3 reasons starting a business helps your town
Last week, we talked about saving your small town by showing support for your local businesses through your money and your words. I started to include “start your own business,” but knew I couldn’t do it justice in a quick paragraph. So let’s talk about it now.
Want to help save your small town? Start your own business.
I know of at least three reasons.
1. When you start a successful business, you decide what values to put first.
“One of the best things you can do to drive societal change is start a successful business,” entrepreneur Fred Keller of Grand Rapids, Michigan said.
Keller’s business, Cascade Engineering, doesn’t just look for a net profit. It looks at the return on people, the planet, and then profit. It’s the now-famous triple bottom line. The prosperity of his business lets him share the prosperity with his entire community.
You may be tempted to think this only works with the few outstanding successes, the super-star businesses. That’s the wrong place to focus. Let’s look instead at the total return on our local small businesses.
2. Locally-owned small businesses are the key to local prosperity.
Charles Tolbert, Baylor University, did the research and found local small businesses were associated with:
- higher average income,
- less income inequality,
- lower poverty levels,
- lower unemployment levels,
- less crime, and
- better health: lower levels of obesity and diabetes, and lower rates of death.
Large businesses showed no such association.
3.Locally-owned small businesses return more of what they earn into the local economy.

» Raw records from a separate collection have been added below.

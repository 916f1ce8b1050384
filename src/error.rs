use thiserror::Error;

use crate::session::Phase;

/// Failures reported by a [`VocabularySource`](crate::vocabulary::VocabularySource).
#[derive(Debug, Error)]
pub enum SourceError {
    #[error("authentication failed: {0}")]
    Authentication(String),

    #[error("could not read vocabulary: {0}")]
    Transport(#[from] std::io::Error),

    #[error("malformed vocabulary data: {0}")]
    Malformed(#[from] serde_json::Error),

    #[error("anki collection error: {0}")]
    Database(#[from] rusqlite::Error),

    #[error("anki package could not be read: {0}")]
    Archive(#[from] zip::result::ZipError),
    #[error("no collection database in anki package {}", .0.display())]
    MissingCollection(std::path::PathBuf),
    #[error("unknown deck '{0}'")]
    UnknownDeck(String),
}

/// Errors raised by the session engine.
#[derive(Debug, Error)]
pub enum SessionError {
    /// Nothing to learn; the machine stays idle.
    #[error("no vocabulary words are available to start a session")]
    EmptyVocabulary,

    /// A command was issued in a phase that does not accept it.
    #[error("'{operation}' is not allowed in the {phase} phase")]
    InvalidStateTransition {
        operation: &'static str,
        phase: Phase,
    },

    #[error(transparent)]
    Source(#[from] SourceError),
}

pub type Result<T> = std::result::Result<T, SessionError>;
use serde::{Deserialize, Serialize};
use std::fs;
use std::path::{Path, PathBuf};

use crate::app_dirs::AppDirs;
use crate::session::DEFAULT_WORD_COUNT;
use crate::vocabulary::{
    AnkiCollectionSource, BundledDeck, JsonFileSource, VocabularySource, DEFAULT_DECK,
};

#[derive(Debug, Clone, Serialize, Deserialize, PartialEq)]
#[serde(default)]
pub struct Config {
    pub word_count: usize,
    pub deck: String,
    pub deck_path: Option<PathBuf>,
    pub anki_collection: Option<PathBuf>,
}

impl Default for Config {
    fn default() -> Self {
        Self {
            word_count: DEFAULT_WORD_COUNT,
            deck: DEFAULT_DECK.to_string(),
            deck_path: None,
            anki_collection: None,
        }
    }
}

impl Config {
    /// Picks the vocabulary source: an Anki collection wins over a deck
    /// file, which wins over a bundled deck.
    pub fn vocabulary_source(&self) -> Box<dyn VocabularySource> {
        if let Some(ref path) = self.anki_collection {
            Box::new(AnkiCollectionSource::new(path))
        } else if let Some(ref path) = self.deck_path {
            Box::new(JsonFileSource::new(path))
        } else {
            Box::new(BundledDeck::new(self.deck.clone()))
        }
    }

    /// Human readable name of the configured source.
    pub fn source_label(&self) -> String {
        if let Some(ref path) = self.anki_collection {
            format!("anki: {}", path.display())
        } else if let Some(ref path) = self.deck_path {
            format!("file: {}", path.display())
        } else {
            format!("deck: {}", self.deck)
        }
    }
}

pub trait ConfigStore {
    fn load(&self) -> Config;
    fn save(&self, cfg: &Config) -> std::io::Result<()>;
}

#[derive(Debug, Clone)]
pub struct FileConfigStore {
    path: PathBuf,
}

impl FileConfigStore {
    pub fn new() -> Self {
        let path = AppDirs::config_path().unwrap_or_else(|| PathBuf::from("wortschatz_config.json"));
        Self { path }
    }

    pub fn with_path<P: AsRef<Path>>(p: P) -> Self {
        Self {
            path: p.as_ref().to_path_buf(),
        }
    }

    pub fn path(&self) -> &Path {
        &self.path
    }
}

impl Default for FileConfigStore {
    fn default() -> Self {
        Self::new()
    }
}

impl ConfigStore for FileConfigStore {
    fn load(&self) -> Config {
        if let Ok(bytes) = fs::read(&self.path) {
            match serde_json::from_slice::<Config>(&bytes) {
                Ok(cfg) => return cfg,
                Err(err) => {
                    tracing::warn!(path = %self.path.display(), error = %err, "ignoring unreadable config")
                }
            }
        }
        Config::default()
    }

    fn save(&self, cfg: &Config) -> std::io::Result<()> {
        if let Some(parent) = self.path.parent() {
            fs::create_dir_all(parent)?;
        }
        let data = serde_json::to_vec_pretty(cfg).map_err(std::io::Error::other)?;
        fs::write(&self.path, data)
    }
}
pub mod screen;

use rand::Rng;
use ratatui::{
    buffer::Buffer,
    layout::{Alignment, Constraint, Direction, Layout, Rect},
    style::{Color, Modifier, Style},
    text::Span,
    widgets::{Block, Borders, Gauge, Paragraph, Widget},
};

use crate::app::App;
use crate::session::SessionView;
use crate::util::progress_ratio;
use screen::current_screen;

const HORIZONTAL_MARGIN: u16 = 2;
const VERTICAL_MARGIN: u16 = 1;

/// Position and size of the phase currently on screen, if it has one.
fn progress(view: &SessionView) -> Option<(usize, usize)> {
    match view {
        SessionView::Learning {
            position, total, ..
        }
        | SessionView::MultipleChoice {
            position, total, ..
        }
        | SessionView::Writing {
            position, total, ..
        } => Some((*position, *total)),
        SessionView::Idle | SessionView::Results(_) => None,
    }
}

impl<R: Rng> Widget for &App<R> {
    fn render(self, area: Rect, buf: &mut Buffer) {
        let view = self.view();
        let screen = current_screen(view.phase());
        let answered = self.machine.is_answered();

        let chunks = Layout::default()
            .direction(Direction::Vertical)
            .horizontal_margin(HORIZONTAL_MARGIN)
            .vertical_margin(VERTICAL_MARGIN)
            .constraints([
                Constraint::Length(3),
                Constraint::Min(1),
                Constraint::Length(1),
                Constraint::Length(1),
            ])
            .split(area);

        let header = Block::default()
            .borders(Borders::ALL)
            .title(Span::styled(
                screen.title(),
                Style::default().add_modifier(Modifier::BOLD),
            ));
        match progress(&view) {
            Some((position, total)) => Gauge::default()
                .block(header)
                .gauge_style(Style::default().fg(Color::Cyan))
                .ratio(progress_ratio(position, total))
                .label(format!("{} / {total}", position + 1))
                .render(chunks[0], buf),
            None => header.render(chunks[0], buf),
        }

        screen.render_body(&view, &self.ui, chunks[1], buf);

        if let Some(status) = &self.ui.status {
            Paragraph::new(Span::styled(
                status.as_str(),
                Style::default().fg(Color::Yellow),
            ))
            .alignment(Alignment::Center)
            .render(chunks[2], buf);
        }

        Paragraph::new(Span::styled(
            screen.legend(answered),
            Style::default()
                .add_modifier(Modifier::ITALIC)
                .add_modifier(Modifier::DIM),
        ))
        .alignment(Alignment::Center)
        .render(chunks[3], buf);
    }
}
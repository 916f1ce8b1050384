// Library surface for the binary, headless runs and integration tests.
pub mod app;
pub mod app_dirs;
pub mod audio;
pub mod config;
pub mod error;
pub mod evaluate;
pub mod exercise;
pub mod logging;
pub mod runtime;
pub mod score;
pub mod session;
pub mod ui;
pub mod util;
pub mod vocabulary;

pub use error::{Result, SessionError, SourceError};
pub use session::{Phase, SessionMachine, SessionView};
pub use vocabulary::{VocabularyItem, VocabularySource};
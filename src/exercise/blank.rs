use std::ops::Range;

/// Placeholder that replaces the target term in a prompt sentence.
pub const BLANK: &str = "______";

/// Used when an item carries no usable sample sentence.
pub const SENTENCE_FALLBACK: &str = "Sentence unavailable";

/// Appended when the term cannot be located in the sentence.
pub const FILL_IN_HINT: &str = " (Fill in: ______)";

/// Text before the first `.` or `(`, trimmed.
///
/// Sample sentences usually carry their translation in parentheses after the
/// first sentence, so everything from either marker on is dropped.
pub fn first_clause(sentence: &str) -> &str {
    let end = sentence
        .find(|c| c == '.' || c == '(')
        .unwrap_or(sentence.len());
    sentence[..end].trim()
}

fn chars_eq_ignore_case(a: char, b: char) -> bool {
    a == b || a.to_lowercase().eq(b.to_lowercase())
}

/// Byte span of the first case-insensitive occurrence of `needle`.
///
/// Every character of `needle` is matched literally.
pub fn find_ignore_case(haystack: &str, needle: &str) -> Option<Range<usize>> {
    if needle.is_empty() {
        return None;
    }

    'outer: for (start, _) in haystack.char_indices() {
        let mut candidate = haystack[start..].char_indices();
        let mut end = start;
        for expected in needle.chars() {
            match candidate.next() {
                Some((offset, actual)) if chars_eq_ignore_case(actual, expected) => {
                    end = start + offset + actual.len_utf8();
                }
                _ => continue 'outer,
            }
        }
        return Some(start..end);
    }
    None
}

/// Builds the prompt shown for a multiple-choice item.
///
/// The first occurrence of `term` is replaced with [`BLANK`]; if the term is
/// not in the sentence the [`FILL_IN_HINT`] is appended instead.
pub fn blank_sentence(sentence: Option<&str>, term: &str) -> String {
    let clause = sentence.map(first_clause).filter(|c| !c.is_empty());

    match clause {
        Some(clause) if !term.trim().is_empty() => match find_ignore_case(clause, term) {
            Some(span) => format!("{}{}{}", &clause[..span.start], BLANK, &clause[span.end..]),
            None => format!("{clause}{FILL_IN_HINT}"),
        },
        _ => format!("{SENTENCE_FALLBACK}{FILL_IN_HINT}"),
    }
}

If you start your own business, you will put twice as much of each dollar into your town than what a chain store would. That’s because you buy more of your supplies and services locally, you are more likely to stock local products for sale, and you give more back to your community. And that’s before you turn a profit, because you spend more of your profits in town than any chain that ships all the profits off to company headquarters far away.
Yes, this is supported by research, actually by quite a bit of research. The American Independent Business Alliance has ten new studies on the local multiplier effect for you. (I’m a big fan of AMIBA, partly because they bring a Montana sensibility to independent business.)
Now you see why I didn’t squeeze this in last week.